• [WHAT YOU SHOULD DO]
Spot each line in the records below where the word "impl" occurs, then copy it.
:: THE RECORDS ::
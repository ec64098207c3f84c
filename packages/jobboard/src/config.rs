//! Configuration constants, validation and URL building for the job feed.

use std::path::PathBuf;
use std::sync::LazyLock;

use regex::Regex;

use crate::error::{JobBoardError, Result};

/// Base URL of the public job feed.
pub const DEFAULT_BASE_URL: &str =
    "https://www.coople.com/ch/resources/api/work-assignments/public-jobs";

/// Jobs requested per page.
pub const DEFAULT_PAGE_SIZE: u32 = 30;

/// HTTP timeout in seconds.
pub const HTTP_TIMEOUT_SECS: u64 = 30;

/// Default directory for persisted local state.
pub const DEFAULT_DATA_DIR: &str = ".jobboard";

/// File (inside the data directory) holding the favourite ids.
pub const FAVOURITES_FILE: &str = "favourites.json";

/// Timestamps above this value are milliseconds, not seconds.
pub const MILLIS_THRESHOLD: i64 = 1_000_000_000_000;

/// User agent string identifying this client.
pub const USER_AGENT: &str = concat!("jobboard/", env!("CARGO_PKG_VERSION"));

/// Job id: a single URL path segment.
#[allow(clippy::expect_used)] // Static regex that is guaranteed to be valid
static JOB_ID_PATTERN: LazyLock<Regex> =
    LazyLock::new(|| Regex::new(r"^[^/?#\s]+$").expect("valid regex"));

/// Validate a job identifier before it is used in a request path.
///
/// # Examples
/// ```
/// use jobboard::config::validate_job_id;
///
/// assert!(validate_job_id("5f0c1a2b-77aa").is_ok());
/// assert!(validate_job_id("").is_err());
/// assert!(validate_job_id("list/../x").is_err());
/// ```
pub fn validate_job_id(id: &str) -> Result<()> {
    if JOB_ID_PATTERN.is_match(id) {
        Ok(())
    } else {
        Err(JobBoardError::InvalidJobId(id.to_string()))
    }
}

/// Validate a page size.
pub fn validate_page_size(page_size: u32) -> Result<()> {
    if page_size == 0 {
        return Err(JobBoardError::InvalidPageSize(page_size));
    }
    Ok(())
}

/// Build the URL of one list page.
///
/// # Examples
/// ```
/// use jobboard::config::list_url;
///
/// assert_eq!(
///     list_url("https://example.test/jobs", 2, 30),
///     "https://example.test/jobs/list?pageNum=2&pageSize=30"
/// );
/// ```
pub fn list_url(base_url: &str, page_num: u32, page_size: u32) -> String {
    format!(
        "{}/list?pageNum={page_num}&pageSize={page_size}",
        base_url.trim_end_matches('/')
    )
}

/// Build the URL of a single job.
///
/// The id is percent-encoded; callers should run [`validate_job_id`] first.
pub fn job_url(base_url: &str, id: &str) -> String {
    format!(
        "{}/{}",
        base_url.trim_end_matches('/'),
        urlencoding::encode(id)
    )
}

/// Runtime configuration of the client.
#[derive(Debug, Clone)]
pub struct ClientConfig {
    pub base_url: String,
    pub page_size: u32,
    pub timeout_secs: u64,
    pub data_dir: PathBuf,
}

impl ClientConfig {
    /// Load configuration from environment variables.
    pub fn from_env() -> Result<Self> {
        let base_url =
            std::env::var("JOBBOARD_API_BASE_URL").unwrap_or_else(|_| DEFAULT_BASE_URL.into());

        let page_size = match std::env::var("JOBBOARD_PAGE_SIZE") {
            Ok(v) => v.parse().map_err(|_| {
                JobBoardError::Config(format!("JOBBOARD_PAGE_SIZE is not a number: {v}"))
            })?,
            Err(_) => DEFAULT_PAGE_SIZE,
        };
        validate_page_size(page_size)?;

        let timeout_secs = std::env::var("JOBBOARD_TIMEOUT_SECS")
            .ok()
            .and_then(|v| v.parse().ok())
            .unwrap_or(HTTP_TIMEOUT_SECS);

        let data_dir = std::env::var("JOBBOARD_DATA_DIR")
            .unwrap_or_else(|_| DEFAULT_DATA_DIR.into())
            .into();

        Ok(Self {
            base_url,
            page_size,
            timeout_secs,
            data_dir,
        })
    }

    /// Create a config builder with default values.
    pub fn builder() -> ClientConfigBuilder {
        ClientConfigBuilder {
            base_url: DEFAULT_BASE_URL.into(),
            page_size: DEFAULT_PAGE_SIZE,
            timeout_secs: HTTP_TIMEOUT_SECS,
            data_dir: DEFAULT_DATA_DIR.into(),
        }
    }

    /// Path of the persisted favourites file.
    pub fn favourites_path(&self) -> PathBuf {
        self.data_dir.join(FAVOURITES_FILE)
    }
}

/// Builder for constructing `ClientConfig`, mostly in tests.
pub struct ClientConfigBuilder {
    base_url: String,
    page_size: u32,
    timeout_secs: u64,
    data_dir: PathBuf,
}

impl ClientConfigBuilder {
    pub fn base_url(mut self, base_url: impl Into<String>) -> Self {
        self.base_url = base_url.into();
        self
    }

    pub fn page_size(mut self, page_size: u32) -> Self {
        self.page_size = page_size;
        self
    }

    pub fn timeout_secs(mut self, timeout_secs: u64) -> Self {
        self.timeout_secs = timeout_secs;
        self
    }

    pub fn data_dir(mut self, data_dir: impl Into<PathBuf>) -> Self {
        self.data_dir = data_dir.into();
        self
    }

    pub fn build(self) -> ClientConfig {
        ClientConfig {
            base_url: self.base_url,
            page_size: self.page_size,
            timeout_secs: self.timeout_secs,
            data_dir: self.data_dir,
        }
    }
}

#[cfg(test)]
mod tests {
    use super::*;

    #[test]
    fn test_validate_job_id_valid() {
        assert!(validate_job_id("abc123").is_ok());
        assert!(validate_job_id("5f0c1a2b-77aa-4e1b-9b2d-0c1d2e3f4a5b").is_ok());
        assert!(validate_job_id("WA_000123").is_ok());
    }

    #[test]
    fn test_validate_job_id_invalid() {
        assert!(validate_job_id("").is_err());
        assert!(validate_job_id("a/b").is_err());
        assert!(validate_job_id("list?pageNum=1").is_err());
        assert!(validate_job_id("has space").is_err());
        assert!(validate_job_id("frag#1").is_err());
    }

    #[test]
    fn test_validate_page_size() {
        assert!(validate_page_size(1).is_ok());
        assert!(validate_page_size(30).is_ok());
        assert!(validate_page_size(0).is_err());
    }

    #[test]
    fn test_list_url() {
        assert_eq!(
            list_url(DEFAULT_BASE_URL, 0, 30),
            "https://www.coople.com/ch/resources/api/work-assignments/public-jobs/list?pageNum=0&pageSize=30"
        );
        // Trailing slash on the base does not double up
        assert_eq!(
            list_url("http://localhost:8080/", 3, 10),
            "http://localhost:8080/list?pageNum=3&pageSize=10"
        );
    }

    #[test]
    fn test_job_url_encodes_id() {
        assert_eq!(
            job_url("http://localhost:8080", "abc-1"),
            "http://localhost:8080/abc-1"
        );
        assert_eq!(
            job_url("http://localhost:8080", "ä1"),
            "http://localhost:8080/%C3%A41"
        );
    }

    #[test]
    fn test_builder_defaults() {
        let config = ClientConfig::builder().build();
        assert_eq!(config.base_url, DEFAULT_BASE_URL);
        assert_eq!(config.page_size, DEFAULT_PAGE_SIZE);
        assert_eq!(config.timeout_secs, HTTP_TIMEOUT_SECS);
        assert_eq!(
            config.favourites_path(),
            PathBuf::from(".jobboard").join("favourites.json")
        );
    }

    #[test]
    fn test_builder_overrides() {
        let config = ClientConfig::builder()
            .base_url("http://127.0.0.1:9000")
            .page_size(5)
            .timeout_secs(2)
            .data_dir("/tmp/jobs")
            .build();
        assert_eq!(config.base_url, "http://127.0.0.1:9000");
        assert_eq!(config.page_size, 5);
        assert_eq!(config.timeout_secs, 2);
        assert_eq!(config.data_dir, PathBuf::from("/tmp/jobs"));
    }
}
:::
• [ANSWER FOR THE TASK]
impl ClientConfig {
impl ClientConfigBuilder {
    pub fn base_url(mut self, base_url: impl Into<String>) -> Self {
    pub fn data_dir(mut self, data_dir: impl Into<PathBuf>) -> Self {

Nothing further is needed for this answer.